(Collected data)
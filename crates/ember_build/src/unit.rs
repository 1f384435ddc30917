//! Build units, their typed attributes, and the artifacts they produce.

use std::path::{Path, PathBuf};

use ember_common::ContentHash;

/// Extension of every artifact file.
const ARTIFACT_EXT: &str = "mjs";

/// The per-unit attribute bag as the host supplies it: two optional strings.
#[derive(Debug, Clone, Default, PartialEq, Eq)]
pub struct RawAttributes {
    /// Unit-specific options, whitespace separated.
    pub options: Option<String>,
    /// Auxiliary sources, whitespace separated, quotes allowed.
    pub sources: Option<String>,
}

/// Typed per-unit attributes, tokenized once from [`RawAttributes`].
#[derive(Debug, Clone, Default, PartialEq, Eq)]
pub struct UnitAttributes {
    /// Unit-specific options, in declaration order.
    pub options: Vec<String>,
    /// Auxiliary sources relative to the unit's resolve directory.
    pub sources: Vec<String>,
}

impl UnitAttributes {
    /// Tokenizes the raw attribute strings.
    pub fn parse(raw: &RawAttributes) -> Self {
        Self {
            options: raw
                .options
                .as_deref()
                .map(ember_common::split_options)
                .unwrap_or_default(),
            sources: raw
                .sources
                .as_deref()
                .map(ember_common::parse_sources)
                .unwrap_or_default(),
        }
    }
}

/// One entry point, identified by its root-relative path.
#[derive(Debug, Clone)]
pub struct BuildUnit {
    /// Normalized primary source path relative to the project root. This is
    /// the unit's identity across batches.
    pub key: PathBuf,
    /// Absolute directory the unit's sources resolve against; the tool runs
    /// here.
    pub resolve_dir: PathBuf,
    /// Options and auxiliary sources.
    pub attributes: UnitAttributes,
}

impl BuildUnit {
    /// Returns the unit's sources as passed to the tool: the primary source
    /// first, relative to the resolve directory, then the auxiliary sources
    /// as written.
    pub fn sources(&self, root: &Path) -> Vec<String> {
        let primary = ember_common::relative_to(&root.join(&self.key), &self.resolve_dir);
        std::iter::once(primary.to_string_lossy().into_owned())
            .chain(self.attributes.sources.iter().cloned())
            .collect()
    }

    /// The key as a display string.
    pub fn name(&self) -> String {
        self.key.to_string_lossy().into_owned()
    }
}

/// Settings shared by every unit of a batch.
#[derive(Debug, Clone)]
pub struct BuildEnv {
    /// Absolute project root; every tracked path is relative to it.
    pub root: PathBuf,
    /// Absolute directory artifacts are written to.
    pub out_dir: PathBuf,
    /// Options every unit gets ahead of its own.
    pub global_options: Vec<String>,
    /// Fixed flags for build invocations.
    pub baseline_flags: Vec<String>,
    /// Log each compiled unit at `info` instead of `debug`.
    pub verbose: bool,
}

impl BuildEnv {
    /// Global options followed by the unit's options.
    ///
    /// Nothing is de-duplicated: a flag given in both places is passed twice
    /// and the tool's own precedence rules apply.
    pub fn merged_options(&self, attributes: &UnitAttributes) -> Vec<String> {
        self.global_options
            .iter()
            .chain(&attributes.options)
            .cloned()
            .collect()
    }

    /// Returns the artifact path of a unit: `<out_dir>/<base>.<digest>.mjs`,
    /// where the digest is taken over the unit key.
    pub fn artifact_path(&self, key: &Path) -> PathBuf {
        let base = key
            .file_name()
            .map(|n| n.to_string_lossy().into_owned())
            .unwrap_or_default();
        let digest = ContentHash::of_str(&key.to_string_lossy());
        self.out_dir.join(format!("{base}.{digest}.{ARTIFACT_EXT}"))
    }
}

/// How the host should interpret artifact contents.
#[derive(Debug, Clone, Copy, PartialEq, Eq)]
pub enum ContentKind {
    /// A JavaScript module.
    Js,
}

impl ContentKind {
    /// The host's loader tag.
    pub fn as_str(self) -> &'static str {
        match self {
            Self::Js => "js",
        }
    }
}

/// A unit's output, as handed back to the host.
#[derive(Debug, Clone)]
pub struct Artifact {
    /// Key of the unit that produced it.
    pub key: PathBuf,
    /// Absolute path of the artifact file.
    pub path: PathBuf,
    /// Artifact bytes.
    pub contents: Vec<u8>,
    /// Root-relative files whose change should invalidate this artifact.
    pub watch_files: Vec<PathBuf>,
    /// How to interpret `contents`.
    pub kind: ContentKind,
    /// Whether the tool ran for this artifact in the current batch.
    pub rebuilt: bool,
}

#[cfg(test)]
mod tests {
    use super::*;

    fn env() -> BuildEnv {
        BuildEnv {
            root: PathBuf::from("/work/app"),
            out_dir: PathBuf::from("/work/app/dist"),
            global_options: vec!["-sEXPORTED_FUNCTIONS=_a".to_string(), "-Iinclude".to_string()],
            baseline_flags: vec!["-Os".to_string()],
            verbose: false,
        }
    }

    #[test]
    fn parse_attributes() {
        let attrs = UnitAttributes::parse(&RawAttributes {
            options: Some("-O2  -DX".to_string()),
            sources: Some("b.cc 'c d.cc'".to_string()),
        });
        assert_eq!(attrs.options, vec!["-O2", "-DX"]);
        assert_eq!(attrs.sources, vec!["b.cc", "c d.cc"]);
    }

    #[test]
    fn parse_absent_attributes() {
        assert_eq!(
            UnitAttributes::parse(&RawAttributes::default()),
            UnitAttributes::default()
        );
        let attrs = UnitAttributes::parse(&RawAttributes {
            options: Some(String::new()),
            sources: None,
        });
        assert!(attrs.options.is_empty());
    }

    #[test]
    fn merged_options_keep_duplicates_in_order() {
        let attrs = UnitAttributes {
            options: vec!["-sEXPORTED_FUNCTIONS=_b".to_string()],
            sources: Vec::new(),
        };
        assert_eq!(
            env().merged_options(&attrs),
            vec![
                "-sEXPORTED_FUNCTIONS=_a",
                "-Iinclude",
                "-sEXPORTED_FUNCTIONS=_b"
            ]
        );
    }

    #[cfg(unix)]
    #[test]
    fn sources_relative_to_resolve_dir() {
        let unit = BuildUnit {
            key: PathBuf::from("lib/core/a.cc"),
            resolve_dir: PathBuf::from("/work/app/lib"),
            attributes: UnitAttributes {
                options: Vec::new(),
                sources: vec!["core/b.cc".to_string()],
            },
        };
        assert_eq!(unit.sources(Path::new("/work/app")), vec!["core/a.cc", "core/b.cc"]);
        assert_eq!(unit.name(), "lib/core/a.cc");
    }

    #[cfg(unix)]
    #[test]
    fn artifact_path_is_stable_and_distinct_per_directory() {
        let env = env();
        let a = env.artifact_path(Path::new("one/main.cc"));
        let b = env.artifact_path(Path::new("two/main.cc"));
        assert_eq!(a, env.artifact_path(Path::new("one/main.cc")));
        assert_ne!(a, b);
        assert_eq!(a.parent(), Some(Path::new("/work/app/dist")));

        let name = a.file_name().unwrap().to_string_lossy().into_owned();
        assert!(name.starts_with("main.cc."));
        assert!(name.ends_with(".mjs"));
        assert_eq!(name.len(), "main.cc.".len() + 32 + ".mjs".len());
    }

    #[test]
    fn content_kind_tag() {
        assert_eq!(ContentKind::Js.as_str(), "js");
    }
}
//! The external translation tool.
//!
//! The engine never spawns processes directly; it goes through [`Toolchain`]
//! so that the two invocation shapes (dependency report and build) can be
//! driven by a real compiler or by a scripted stand-in.

use std::path::{Path, PathBuf};
use std::process::{Command, Stdio};

/// Captured result of one tool invocation.
#[derive(Debug, Clone, Default)]
pub struct ToolOutput {
    /// Exit code, or `None` if the process was terminated by a signal.
    pub code: Option<i32>,
    /// Everything written to standard output.
    pub stdout: Vec<u8>,
    /// Everything written to standard error.
    pub stderr: Vec<u8>,
}

impl ToolOutput {
    /// Returns `true` if the tool exited with code 0.
    pub fn success(&self) -> bool {
        self.code == Some(0)
    }

    /// Human-readable exit status.
    pub fn status(&self) -> String {
        match self.code {
            Some(code) => format!("exit code {code}"),
            None => "terminated by signal".to_string(),
        }
    }

    /// The tool's diagnostics: standard error, or standard output when
    /// nothing was written to standard error.
    pub fn diagnostics(&self) -> String {
        if self.stderr.is_empty() {
            String::from_utf8_lossy(&self.stdout).into_owned()
        } else {
            String::from_utf8_lossy(&self.stderr).into_owned()
        }
    }
}

/// Something that can run the translation tool.
///
/// Shared by every in-flight unit of a batch, hence `Sync`.
pub trait Toolchain: Send + Sync {
    /// Runs the tool with `args` in the working directory `cwd` and waits for
    /// it to exit. An `Err` means the tool could not be started at all.
    fn run(&self, cwd: &Path, args: &[String]) -> std::io::Result<ToolOutput>;
}

/// Runs an `emcc`-compatible compiler as a child process.
#[derive(Debug, Clone)]
pub struct EmccToolchain {
    program: PathBuf,
}

impl EmccToolchain {
    /// Creates a toolchain invoking `program` (a name looked up on `PATH`,
    /// or a path).
    pub fn new(program: impl Into<PathBuf>) -> Self {
        Self {
            program: program.into(),
        }
    }

    /// Returns the program this toolchain invokes.
    pub fn program(&self) -> &Path {
        &self.program
    }
}

impl Default for EmccToolchain {
    fn default() -> Self {
        Self::new("emcc")
    }
}

impl Toolchain for EmccToolchain {
    fn run(&self, cwd: &Path, args: &[String]) -> std::io::Result<ToolOutput> {
        let output = Command::new(&self.program)
            .args(args)
            .current_dir(cwd)
            .stdin(Stdio::null())
            .stdout(Stdio::piped())
            .stderr(Stdio::piped())
            .output()?;
        Ok(ToolOutput {
            code: output.status.code(),
            stdout: output.stdout,
            stderr: output.stderr,
        })
    }
}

- What to work on -
Reproduce exactly, please, only the lines from the start of the data above to the line that contains "pub fn sources(&self, root: &Path)", with both ends kept.

- Response box -
filename crates/ember_build/src/unit.rs
repository 1f384435ddc30917
//! Build units, their typed attributes, and the artifacts they produce.

use std::path::{Path, PathBuf};

use ember_common::ContentHash;

/// Extension of every artifact file.
const ARTIFACT_EXT: &str = "mjs";

/// The per-unit attribute bag as the host supplies it: two optional strings.
#[derive(Debug, Clone, Default, PartialEq, Eq)]
pub struct RawAttributes {
    /// Unit-specific options, whitespace separated.
    pub options: Option<String>,
    /// Auxiliary sources, whitespace separated, quotes allowed.
    pub sources: Option<String>,
}

/// Typed per-unit attributes, tokenized once from [`RawAttributes`].
#[derive(Debug, Clone, Default, PartialEq, Eq)]
pub struct UnitAttributes {
    /// Unit-specific options, in declaration order.
    pub options: Vec<String>,
    /// Auxiliary sources relative to the unit's resolve directory.
    pub sources: Vec<String>,
}

impl UnitAttributes {
    /// Tokenizes the raw attribute strings.
    pub fn parse(raw: &RawAttributes) -> Self {
        Self {
            options: raw
                .options
                .as_deref()
                .map(ember_common::split_options)
                .unwrap_or_default(),
            sources: raw
                .sources
                .as_deref()
                .map(ember_common::parse_sources)
                .unwrap_or_default(),
        }
    }
}

/// One entry point, identified by its root-relative path.
#[derive(Debug, Clone)]
pub struct BuildUnit {
    /// Normalized primary source path relative to the project root. This is
    /// the unit's identity across batches.
    pub key: PathBuf,
    /// Absolute directory the unit's sources resolve against; the tool runs
    /// here.
    pub resolve_dir: PathBuf,
    /// Options and auxiliary sources.
    pub attributes: UnitAttributes,
}

impl BuildUnit {
    /// Returns the unit's sources as passed to the tool: the primary source
    /// first, relative to the resolve directory, then the auxiliary sources
    /// as written.
    pub fn sources(&self, root: &Path) -> Vec<String> {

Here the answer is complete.